O “objetivo” de falar presentes nas comunidades afrodescendentes dos quilombos e também das comunidades tradicionais de Mato Grosso é o objeto de pesquisa coordenada pela professora Jocineide, intitulada “Uma variação linguística nas comunidades afro-brasileiras da região Centro-Oeste do Brasil”. A investigação vai buscar informações sociolinguísticas de comunidades quilombolas nas cidades de Cáceres, Poconé e Vila Bela da Santíssima Trindade.

De acordo com a professora, uma pesquisa que está em andamento vem demonstrar uma relação dos fatores socioeconômicos, geográficos e culturais com o modo de conservação da fala. O falar presente nessas comunidades quilombolas segue o mesmo padrão encontrado em diversas cidades do Mato Grosso, constituído durante o período do Brasil Colônia, colonizado por bandeirantes vindos de São Paulo e por portugueses que vieram do norte de Portugal.

“A nossa fala (conversa mato-grossense), das comunidades tradicionais e das comunidades de afro-descendentes, está muito atrelada aos usos linguísticos desse tempo. Nós encontramos essas comunidades no português padrão, no português popular ou no português arcaico e temos usos linguísticos que vieram com os portugueses colonizadores do norte de Portugal ”, explica. Para ela, os estudos mostram que o Mato Grosso é formado durante o período no Brasil Colônia e tem traços linguísticos muito parecidos, já o Mato Grosso é formado depois do período no Brasil Colônia é outro.

Para um pesquisador, a manutenção dessa forma de falar, que é uma expressão cultural e de identidade e se mantém porque as alterações linguísticas ocorrem lentamente. Além disso, essas comunidades ocorreram em um relativo isolamento. Nesta pesquisa, você pode descrever essa variação linguística encontrada fortemente no Mato Grosso e que está bem preservada nessas comunidades quilombolas. Jocineide lembra que entre as pessoas mais idosas, com mais de 55 anos, que mantém essas comunidades ou fala marcada por usos linguísticos como “djá”, “djé” ou “tché” que estão presentes no “petche”, “catchorro ”,“ Dgente ”,“ atchei ”,“ djeito ”é muito mais marcado. “Essas formas ainda estão muito presentes, ainda nos dias de hoje, no norte de Portugal”.

Também é comum encontrar o traço de concordância nominal de gênero, como “vou no mamãe” ou “nossa infância era maravilhosa”. Também temos uma alternativa do ditongo [ãW] e [õ], que pode ser observado por exemplo em pão, que fala “pon” “mamón”, “irmon” e também está presente em Portugal, bem como o alocação do vogal central baixa [a] em ambiência nasal, como por exemplo: “tudo, aqui cánta, dánça cururu, baile”.

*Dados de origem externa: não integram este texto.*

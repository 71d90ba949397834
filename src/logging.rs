//! Logging initialization for BaliFeed.
//!
//! `RUST_LOG` takes precedence over the configured level when it is set.

use std::fs::{self, OpenOptions};
use std::path::Path;
use std::sync::Arc;

use tracing::Level;
use tracing_subscriber::fmt::writer::MakeWriterExt;
use tracing_subscriber::prelude::*;
use tracing_subscriber::EnvFilter;

use crate::config::LoggingConfig;
use crate::Result;

/// Parse log level string to tracing Level.
fn parse_level(level: &str) -> Level {
    match level.trim().to_lowercase().as_str() {
        "trace" => Level::TRACE,
        "debug" => Level::DEBUG,
        "warn" | "warning" => Level::WARN,
        "error" => Level::ERROR,
        _ => Level::INFO,
    }
}

/// Build the filter: `RUST_LOG` if present, otherwise the configured level
/// for this crate and the HTTP trace layer, and `warn` for everything else.
fn build_filter(level: &str) -> EnvFilter {
    let level = parse_level(level);
    EnvFilter::try_from_default_env().unwrap_or_else(|_| {
        EnvFilter::new(format!(
            "warn,balifeed={},tower_http={}",
            level.as_str().to_lowercase(),
            level.as_str().to_lowercase()
        ))
    })
}

/// Initialize logging to stdout and the configured log file.
///
/// The log file is appended to, so restarts keep earlier history.
pub fn init(config: &LoggingConfig) -> Result<()> {
    if let Some(parent) = Path::new(&config.file).parent() {
        if !parent.as_os_str().is_empty() && !parent.exists() {
            fs::create_dir_all(parent)?;
        }
    }

    let log_file = OpenOptions::new()
        .create(true)
        .append(true)
        .open(&config.file)?;
    let writer = std::io::stdout.and(Arc::new(log_file));

    tracing_subscriber::registry()
        .with(
            tracing_subscriber::fmt::layer()
                .with_writer(writer)
                .with_ansi(false)
                .with_target(true),
        )
        .with(build_filter(&config.level))
        .init();

    Ok(())
}

/// Initialize console-only logging (for development/testing).
pub fn init_console_only(level: &str) {
    tracing_subscriber::registry()
        .with(
            tracing_subscriber::fmt::layer()
                .with_writer(std::io::stdout)
                .with_ansi(true)
                .with_target(true),
        )
        .with(build_filter(level))
        .init();
}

Outros usos lingüísticos encontrados nas comunidades indígenas rurais e também populares, que são caracterizados por rotatividade e troca de “L” pelo “R”, como em “bicicreta”, “probrema” “Cróvis”, ” craro ”. A professora explica que para estudar essas alterações de fala é preciso entender e considerar a cultura e isso valoriza e preserva.

“É importante saber que língua é capaz e medir em que ela é usada vai ocorrer sua restauração. Mas o que as pessoas percebem é que a direção atual é valorizada e preservada. O que ocorre com relação ao preconceito é que o nosso povo é um povo simples, acolhedor. O preconceito é social: o valor da fala é o valor que ele tem na sociedade. Então, somos uma sociedade, para os grandes centros, o interior do interior, então, a forma ou o preconceito. Mas isso tem mudado por conta de conhecimento que vem sendo disseminado, de que modo de falar é uma riqueza, um patrimônio ”, afirma uma professora.